ANU researchers reveal new influenza target

Infuenza is a tough virus to crack. Today we’re fortunate to have two neuraminidase inhibitors - oseltamivir (Tamiflu) and zanamivir (Relenza) - that are very effective at stunting the spread of influenza.

In the 1960s there was also another class of anti-virals that used to stop influenza in its tracks: adamantanes, although the influenza virus has now developed a resistance against these drugs making them largely ineffectual today.

However, the mechanisms by which adamantanes flummoxed influenza are still of interest to scientists, and controversy has reigned over the last couple of years as to precisely what those mechanisms are.

It was known that adamantanes targeted and inhibited a proton-selective ion channel, M2, but it was uncertain exactly what the binding sites were for the drug.

Now researchers from The Australian National University have settled the controversy and revealed that adamantanes bound to two sites on M2, and found that only one of these was the primary site for its pharmacological action.

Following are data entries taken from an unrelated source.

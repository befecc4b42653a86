//! Configuration schema, defaults, and layered loading.
//!
//! Precedence: defaults < config file < environment (`CAMSYNC_`) < CLI

use std::path::{Path, PathBuf};
use std::time::Duration;

use anyhow::{Context, Result, ensure};
use figment::{
    Figment,
    providers::{Env, Format, Serialized, Toml},
};
use serde::{Deserialize, Serialize};

use crate::core::cursor::{CursorMode, SyncCursor};
use crate::core::transfer::CHUNK_SIZE;
use crate::display::tm1637::{BRIGHTNESS_HIGHEST, BRIGHTNESS_TYPICAL};

pub const DEFAULT_CONFIG_PATH: &str = "/etc/camsync/config.toml";
const MAX_CHUNK_SIZE: usize = 8 * 1024 * 1024;

/// Where the camera's file share lives.
#[derive(Debug, Clone, Serialize, Deserialize, PartialEq, Eq)]
#[serde(default)]
pub struct ShareSettings {
    pub address: String,
    pub port: u16,
    pub remote_dir: String,
    pub connect_timeout_secs: u64,
    /// Download chunk size in bytes
    pub chunk_size: usize,
}

impl Default for ShareSettings {
    fn default() -> Self {
        Self {
            address: "192.168.0.10".to_string(),
            port: 80,
            remote_dir: "/DCIM/100OLYMP".to_string(),
            connect_timeout_secs: 10,
            chunk_size: CHUNK_SIZE,
        }
    }
}

impl ShareSettings {
    pub fn connect_timeout(&self) -> Duration {
        Duration::from_secs(self.connect_timeout_secs)
    }
}

#[derive(Debug, Clone, Serialize, Deserialize, PartialEq, Eq)]
#[serde(default)]
pub struct DhcpSettings {
    pub command: String,
    /// udhcpc event script
    pub script: PathBuf,
}

impl Default for DhcpSettings {
    fn default() -> Self {
        Self {
            command: "udhcpc".to_string(),
            script: PathBuf::from("./alpine/udhcpc.sh"),
        }
    }
}

/// External programs started by the supervisor.
#[derive(Debug, Clone, Serialize, Deserialize, PartialEq, Eq)]
#[serde(default)]
pub struct CommandSettings {
    pub supplicant: String,
    pub passphrase: String,
    pub event_monitor: String,
}

impl Default for CommandSettings {
    fn default() -> Self {
        Self {
            supplicant: "wpa_supplicant".to_string(),
            passphrase: "wpa_passphrase".to_string(),
            event_monitor: "iw".to_string(),
        }
    }
}

#[derive(Debug, Clone, Serialize, Deserialize, PartialEq, Eq)]
#[serde(default)]
pub struct DisplaySettings {
    pub enabled: bool,
    /// Fail startup instead of falling back to console-only progress
    pub required: bool,
    pub clk: u32,
    pub dio: u32,
    pub brightness: u8,
}

impl Default for DisplaySettings {
    fn default() -> Self {
        Self {
            enabled: true,
            required: false,
            clk: 23,
            dio: 24,
            brightness: BRIGHTNESS_TYPICAL,
        }
    }
}

/// Fully resolved application configuration after all layers merge.
#[derive(Debug, Clone, Serialize, Deserialize, PartialEq, Eq)]
#[serde(default)]
pub struct AppConfig {
    /// Wireless interface, e.g. `wlan0`
    pub interface: String,
    pub ssid: String,
    pub password: String,
    pub destination: PathBuf,
    /// Only sync files after this one (camera file name or timestamp)
    pub newer: Option<String>,
    pub newer_mode: CursorMode,
    pub simulation: bool,
    pub verbose: bool,
    pub json_logs: bool,
    pub share: ShareSettings,
    pub dhcp: DhcpSettings,
    pub commands: CommandSettings,
    pub display: DisplaySettings,
}

impl Default for AppConfig {
    fn default() -> Self {
        Self {
            interface: String::new(),
            ssid: String::new(),
            password: String::new(),
            destination: PathBuf::from("."),
            newer: None,
            newer_mode: CursorMode::Name,
            simulation: false,
            verbose: false,
            json_logs: false,
            share: ShareSettings::default(),
            dhcp: DhcpSettings::default(),
            commands: CommandSettings::default(),
            display: DisplaySettings::default(),
        }
    }
}

impl AppConfig {
    /// Load and validate configuration.
    ///
    /// `config_file` replaces the default path; a missing default file is not
    /// an error but a missing explicit one is.
    pub fn new<T: Serialize>(config_file: Option<&Path>, overrides: Option<&T>) -> Result<Self> {
        let path = match config_file {
            Some(path) => {
                ensure!(path.exists(), "Config file {} not found", path.display());
                path.to_path_buf()
            }
            None => PathBuf::from(DEFAULT_CONFIG_PATH),
        };

        let mut figment = Figment::new()
            .merge(Serialized::defaults(AppConfig::default()))
            .merge(Toml::file(&path))
            .merge(Env::prefixed("CAMSYNC_").split("__"));

        if let Some(overrides) = overrides {
            figment = figment.merge(Serialized::defaults(overrides));
        }

        let config: AppConfig = figment
            .extract()
            .context("Failed to load configuration")?;

        config.validate()?;
        Ok(config)
    }

    pub fn validate(&self) -> Result<()> {
        if !self.simulation {
            ensure!(
                !self.interface.trim().is_empty(),
                "Invalid config: interface must be set"
            );
            ensure!(
                !self.ssid.trim().is_empty(),
                "Invalid config: ssid must be set"
            );
        }
        ensure!(
            !self.destination.as_os_str().is_empty(),
            "Invalid config: destination must be set"
        );
        ensure!(
            self.share.chunk_size > 0 && self.share.chunk_size <= MAX_CHUNK_SIZE,
            "Invalid config: share.chunk_size must be between 1 and {MAX_CHUNK_SIZE}"
        );
        ensure!(
            self.share.remote_dir.starts_with('/'),
            "Invalid config: share.remote_dir must be an absolute path"
        );
        ensure!(
            self.display.brightness <= BRIGHTNESS_HIGHEST,
            "Invalid config: display.brightness must be <= {BRIGHTNESS_HIGHEST}"
        );
        ensure!(
            self.display.clk != self.display.dio,
            "Invalid config: display.clk and display.dio must be different pins"
        );
        self.cursor()?;
        Ok(())
    }

    pub fn cursor(&self) -> Result<SyncCursor> {
        SyncCursor::parse(self.newer.as_deref(), self.newer_mode)
            .context("Invalid config: newer")
    }

    /// Copy safe to print: the wifi password is masked.
    pub fn redacted(&self) -> Self {
        let mut copy = self.clone();
        if !copy.password.is_empty() {
            copy.password = "********".to_string();
        }
        copy
    }
}

/// Nested overrides for the `[display]` table.
#[derive(Debug, Clone, Default, Serialize)]
pub struct DisplayOverrides {
    #[serde(skip_serializing_if = "Option::is_none")]
    pub enabled: Option<bool>,
    #[serde(skip_serializing_if = "Option::is_none")]
    pub clk: Option<u32>,
    #[serde(skip_serializing_if = "Option::is_none")]
    pub dio: Option<u32>,
}

impl DisplayOverrides {
    fn is_empty(&self) -> bool {
        self.enabled.is_none() && self.clk.is_none() && self.dio.is_none()
    }
}

/// Command line values layered on top of everything else.
#[derive(Debug, Clone, Default, Serialize)]
pub struct ConfigOverrides {
    #[serde(skip_serializing_if = "Option::is_none")]
    pub interface: Option<String>,
    #[serde(skip_serializing_if = "Option::is_none")]
    pub ssid: Option<String>,
    #[serde(skip_serializing_if = "Option::is_none")]
    pub password: Option<String>,
    #[serde(skip_serializing_if = "Option::is_none")]
    pub destination: Option<PathBuf>,
    #[serde(skip_serializing_if = "Option::is_none")]
    pub newer: Option<String>,
    #[serde(skip_serializing_if = "Option::is_none")]
    pub newer_mode: Option<CursorMode>,
    #[serde(skip_serializing_if = "Option::is_none")]
    pub simulation: Option<bool>,
    #[serde(skip_serializing_if = "Option::is_none")]
    pub verbose: Option<bool>,
    #[serde(skip_serializing_if = "Option::is_none")]
    pub json_logs: Option<bool>,
    #[serde(skip_serializing_if = "DisplayOverrides::is_empty")]
    pub display: DisplayOverrides,
}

This discovery suggests that M2 could still be a viable target for anti-influenza drugs, opening up the possibility of developing new anti-virals to complement oseltamivir and zanamivir.

The researchers, Dr Marco Casarotto and PhD student, Mr Matthew Rosenberg, of the John Curtin School of Medical Research at ANU, conducted a series of surface plasmonresonance (SPR) experiments designed to accurately measure the affinity of two adamantanes - amantadine and rimantadine - to M2 ion channels.

They found two binding sites, affinities that vary by three orders of magnitude. This suggests that both binding sites are feasible, but it appears as though only the high-affinity binding site - a pore of the channel - is the site for pharmacological action

Drugs that target the lesser-affinity site - a lipid facing pocket - only have an effect in large concentrations by influencing the inhibitory action of the primary binding site.

While adamantanes are no longer effective and are not recommended for use, this research suggests that a new generation of anti-virals could be developed that target M2.

“Tamiflu and Relenza are the main drugs out there, but we can’t get too relaxed - resistance to Tamiflu is already evident,” said Dr Casarotto. “In a few years, those drugs may be ineffective, and we’ll be left with nothing frontline to fight an outbreak. This research paves the way for the next generation of drugs.”

The paper on their findings, ‘Coexistence of two adamantane binding sites in the influenza A M2 ion channel’, is published in the latest issue of Proceedings of the National Academy of Sciences (PNAS).